1) Went to the doctor and found out my cholesterol is too high and too low. 144 for the bad (should be maximally 130, ideally 100) and 33 for the good (ideally 45). The latter, lucky me, is just genetic bad luck. The former, thankfully, can be helped partially due to my age when combined with diet and exercise. Next appointment in November — 3 months time. Let’s get to it, shall we?

2) My partner’s grandfather died, so we’re scrambling to figure out what he can do to at least be with some family. Found a solution, now we’re heading towards it.

3) Writing an article on a fountain pen I just adore. Should be up fairly soon. Just need to take pictures.

4) Going to be doing another restoration project! This one is serious… Recently got a 1958 Smith-Corona Skyriter that needs some tender loving care. Had to bend the ‘M’ typebar back into place, but it works perfectly now. More to come in an article for that — will do this one in segment probably!

5) Due to 1), I am back on my bike and cycling away like mad. 5 days a week for 40 minutes (5 minute warm up, 30 cardio, 5 minute cool down). Diet has changed completely. Already losing fat. Thanking my stars that I used to be a more serious cyclist so my muscles are remembering everything. Goal is 200lbs overall. I’d like to get my fat percent between 10 and 20 percent. Already at 177 lbs of muscle, so… that gives me a fat percent of 11 to 12 percent… a little extreme, but I can try. (Tearing down muscle isn’t something I want to do… but if I have to… ugh…)

6) Y’all are awesome, never forget that. Keep safe n’ sane. Have a great day!

Where’d It Come From?

Wow, okay. Busy out of no where. No time to type or do anything. Got a WikiChain coming (rather… large) and another typecast. Also working on a math problem that I’m nearly 100% confident has already been done, but I want to do it myself. I’ll post the results for that as well in a new section!
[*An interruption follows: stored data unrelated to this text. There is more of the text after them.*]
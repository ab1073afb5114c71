//! Error types for the tandem wire protocol.

use thiserror::Error;

/// Errors produced while encoding or decoding control messages.
#[derive(Debug, Error)]
pub enum CodecError {
    /// The peer sent something that is not a valid control message.
    ///
    /// Covers oversized frames, invalid UTF-8, invalid JSON and missing
    /// discriminator fields. The connection should be dropped.
    #[error("malformed message: {reason}")]
    Malformed {
        /// Why the message was rejected.
        reason: String,
    },

    /// The stream ended cleanly at a message boundary.
    #[error("connection closed")]
    Closed,

    /// Underlying I/O failure.
    #[error("I/O error: {0}")]
    Io(#[from] std::io::Error),
}

impl CodecError {
    pub(crate) fn malformed(reason: impl Into<String>) -> Self {
        Self::Malformed {
            reason: reason.into(),
        }
    }
}
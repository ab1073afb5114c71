//! UDP time echo.
//!
//! Answers every datagram with the device clock's current nanosecond
//! reading as ASCII decimal. The hub uses it as a low-latency alternative
//! to the `time_sync` command.

use std::sync::Arc;
use tandem_core::Clock;
use tokio::net::UdpSocket;

/// Serve time echo requests on `socket` until an I/O error occurs.
pub async fn run_time_echo(socket: UdpSocket, clock: Arc<dyn Clock>) -> std::io::Result<()> {
    if let Ok(addr) = socket.local_addr() {
        tracing::info!("Time echo listening on {}", addr);
    }
    let mut buf = [0u8; 512];
    loop {
        let (_, peer) = socket.recv_from(&mut buf).await?;
        let reply = clock.now_ns().to_string();
        if let Err(e) = socket.send_to(reply.as_bytes(), peer).await {
            tracing::debug!("Time echo reply to {} failed: {}", peer, e);
        }
    }
}

#[cfg(test)]
mod tests {
    use super::*;
    use tandem_core::ManualClock;

    #[tokio::test]
    async fn replies_with_clock_reading() {
        let server = UdpSocket::bind("127.0.0.1:0").await.unwrap();
        let addr = server.local_addr().unwrap();
        let clock = Arc::new(ManualClock::new(1_234_567));
        tokio::spawn(run_time_echo(server, clock.clone()));

        let client = UdpSocket::bind("127.0.0.1:0").await.unwrap();
        client.send_to(b"t", addr).await.unwrap();
        let mut buf = [0u8; 64];
        let (n, _) = client.recv_from(&mut buf).await.unwrap();
        assert_eq!(&buf[..n], b"1234567");

        clock.advance(10);
        client.send_to(b"t", addr).await.unwrap();
        let (n, _) = client.recv_from(&mut buf).await.unwrap();
        assert_eq!(&buf[..n], b"1234577");
    }
}
impl Recorder {
    async fn run(
        mut self,
        mut requests: mpsc::Receiver<Request>,
        mut jobs: mpsc::UnboundedReceiver<JobDone>,
    ) {
        loop {
            tokio::select! {
                request = requests.recv() => match request {
                    Some(request) => self.on_request(request).await,
                    None => break,
                },
                Some(done) = jobs.recv() => self.on_job(done).await,
            }
        }

        if let Some(rig) = self.rig.as_mut() {
            for error in rig.release().await {
                tracing::warn!("Error closing capture resource on shutdown: {}", error);
            }
        }
        tracing::debug!("Recorder task exiting");
    }

    async fn on_request(&mut self, request: Request) {
        match request {
            Request::Start {
                ack_id,
                session_id,
                reply,
            } => {
                let ticket = self.register(ack_id, reply);
                self.step(Event::StartRequested {
                    request_id: ticket,
                    session_id,
                })
                .await;
            }
            Request::Stop { ack_id, reply } => {
                let ticket = self.register(ack_id, reply);
                self.step(Event::StopRequested { request_id: ticket }).await;
            }
            Request::State { reply } => {
                let _ = reply.send(self.state.clone());
            }
        }
    }

    async fn on_job(&mut self, done: JobDone) {
        match done {
            JobDone::Prepared { rig, error } => {
                if let Some(rig) = rig {
                    self.rig = Some(rig);
                }
                let event = match error {
                    None => Event::ResourcesReady,
                    Some(error) => Event::ResourceFailed { error },
                };
                self.step(event).await;
            }
            JobDone::Flushed { rig, errors } => {
                if let Some(rig) = rig {
                    self.rig = Some(rig);
                }
                self.step(Event::ResourcesFlushed { errors }).await;
            }
        }
    }

    fn register(&mut self, ack_id: u64, reply: oneshot::Sender<ControlMessage>) -> u64 {
        self.next_ticket += 1;
        self.pending.insert(self.next_ticket, (ack_id, reply));
        self.next_ticket
    }

    async fn step(&mut self, event: Event) {
        let state = std::mem::take(&mut self.state);
        let from = state.name();
        let (next, actions) = state.on_event(event);
        if next.name() != from {
            tracing::debug!("Recorder state {} -> {}", from, next.name());
        }
        self.state = next;
        for action in actions {
            self.execute(action).await;
        }
    }

    async fn execute(&mut self, action: Action) {
        match action {
            Action::PrepareResources { session_id } => {
                let dir = self.data_dir.join(&session_id);
                let job_tx = self.job_tx.clone();
                match self.rig.take() {
                    Some(mut rig) => {
                        tokio::spawn(async move {
                            let error = rig.prepare(&dir).await.err();
                            let _ = job_tx.send(JobDone::Prepared {
                                rig: Some(rig),
                                error,
                            });
                        });
                    }
                    None => {
                        let _ = job_tx.send(JobDone::Prepared {
                            rig: None,
                            error: Some("capture resources unavailable".into()),
                        });
                    }
                }
            }
            Action::ReleaseResources => {
                if let Some(rig) = self.rig.as_mut() {
                    for error in rig.release().await {
                        tracing::warn!("Error releasing capture resource: {}", error);
                    }
                }
            }
            Action::FlushResources { session_id } => {
                tracing::info!("Stopping recording for session {}", session_id);
                let job_tx = self.job_tx.clone();
                match self.rig.take() {
                    Some(mut rig) => {
                        tokio::spawn(async move {
                            let errors = rig.release().await;
                            let _ = job_tx.send(JobDone::Flushed {
                                rig: Some(rig),
                                errors,
                            });
                        });
                    }
                    None => {
                        let _ = job_tx.send(JobDone::Flushed {
                            rig: None,
                            errors: vec!["capture resources unavailable".into()],
                        });
                    }
                }
            }
            Action::Ack { request_id } => {
                if let Some((ack_id, reply)) = self.pending.remove(&request_id) {
                    let _ = reply.send(ControlMessage::Ack(Ack::ok(ack_id)));
                }
            }
            Action::Reject {
                request_id,
                code,
                message,
            } => {
                if let Some((ack_id, reply)) = self.pending.remove(&request_id) {
                    tracing::warn!("Rejecting command {}: {} {}", ack_id, code, message);
                    let _ = reply.send(ControlMessage::error(ack_id, code, message));
                }
            }
            Action::EmitEvent(event) => self.emit(event),
        }
    }

    fn emit(&self, event: RecorderEvent) {
        match event {
            RecorderEvent::Started { session_id } => {
                tracing::info!("Recording started: {}", session_id);
                self.events
                    .publish_named("recording_started", json!({ "session_id": session_id }));
            }
            RecorderEvent::StartFailed { session_id, error } => {
                tracing::warn!("Recording {} failed to start: {}", session_id, error);
                self.events.publish_named(
                    "recording_failed",
                    json!({ "session_id": session_id, "error": error }),
                );
            }
            RecorderEvent::FlushError { session_id, error } => {
                tracing::warn!("Flush error in {}: {}", session_id, error);
                self.events.publish_named(
                    "flush_error",
                    json!({ "session_id": session_id, "error": error }),
                );
            }
            RecorderEvent::Stopped { session_id } => {
                tracing::info!("Recording stopped: {}", session_id);
                self.events
                    .publish_named("recording_stopped", json!({ "session_id": session_id }));
            }
        }
    }
}
//! Health check endpoint.

use crate::controller::HubController;
use axum::{Extension, Json};
use serde::Serialize;
use std::sync::Arc;

/// Health status response.
#[derive(Debug, Clone, Serialize)]
pub struct HealthStatus {
    /// Overall status.
    pub status: String,
    /// Hub version.
    pub version: String,
    /// Number of connected devices.
    pub devices: usize,
    /// Running session, if any.
    pub active_session: Option<String>,
    /// Uptime in seconds.
    pub uptime_seconds: u64,
}

/// Health check handler.
pub async fn health_handler(Extension(hub): Extension<Arc<HubController>>) -> Json<HealthStatus> {
    let devices = hub.snapshot();
    let connected = devices
        .iter()
        .filter(|d| d.status != tandem_core::DeviceStatus::Disconnected)
        .count();

    Json(HealthStatus {
        status: "ok".to_string(),
        version: env!("CARGO_PKG_VERSION").to_string(),
        devices: connected,
        active_session: hub.active_session().map(|s| s.session_id),
        uptime_seconds: hub.uptime().as_secs(),
    })
}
Until then, just putting this up and doing a small non-typecast rant.

Parking Spots

Okay, so… This is a tender issue, but I see it more and more. It’s one of those subjects that people don’t often talk about because it is taboo, improper, &c.

Handicap parking spots. Is it just where I live or is the parking of these individuals horrific beyond all means often taking up the second handicap parking spot next to it? It’s horrible I’m about to say this, but really guys… are you trying to prove you deserve to park in those spots?

Deserve. That’s another thing. My partner and I just came back from the market. What bugs me is this: there was a SUV parked half in the handicap spot, half in the fire zone at a near 45-degree angle to the post indicating the parking spot. We happened to be graced by who owns the vehicle: a perfectly able gentleman carrying flowers that was able to keep pace with us. (We walk rather fast.) Add to this that the parking spot was no where near the front door but instead intended for a medication pick-up/drop-off window built into the wall of the building. This spot is about 30-40 yards from the main entrance. (For those of you who are used to outdoor shooting ranges, imagine the 50-yard shooting line but just a bit less.)

So answer me this: isn’t that abuse of parking privileges? What if a genuinely handicapped person who has to use a walker or a wheelchair or whatever needed that spot? But no, this gentleman decided his bunch of flowers was far more important than someone’s ability to actually get their medications that they might need to manage pain, help with an illness, &c.


Dr. Venn’s Birthday!

Okay, so for the math people out there — which I imagine isn’t very many… sadly — it’s Venn’s birthday! Woohoo! The creator of the Venn diagram that is ever so helpful in understanding Set Theory and other subjects. Happy B-Day Dr. Venn!

Everyone have a great day and be careful out there!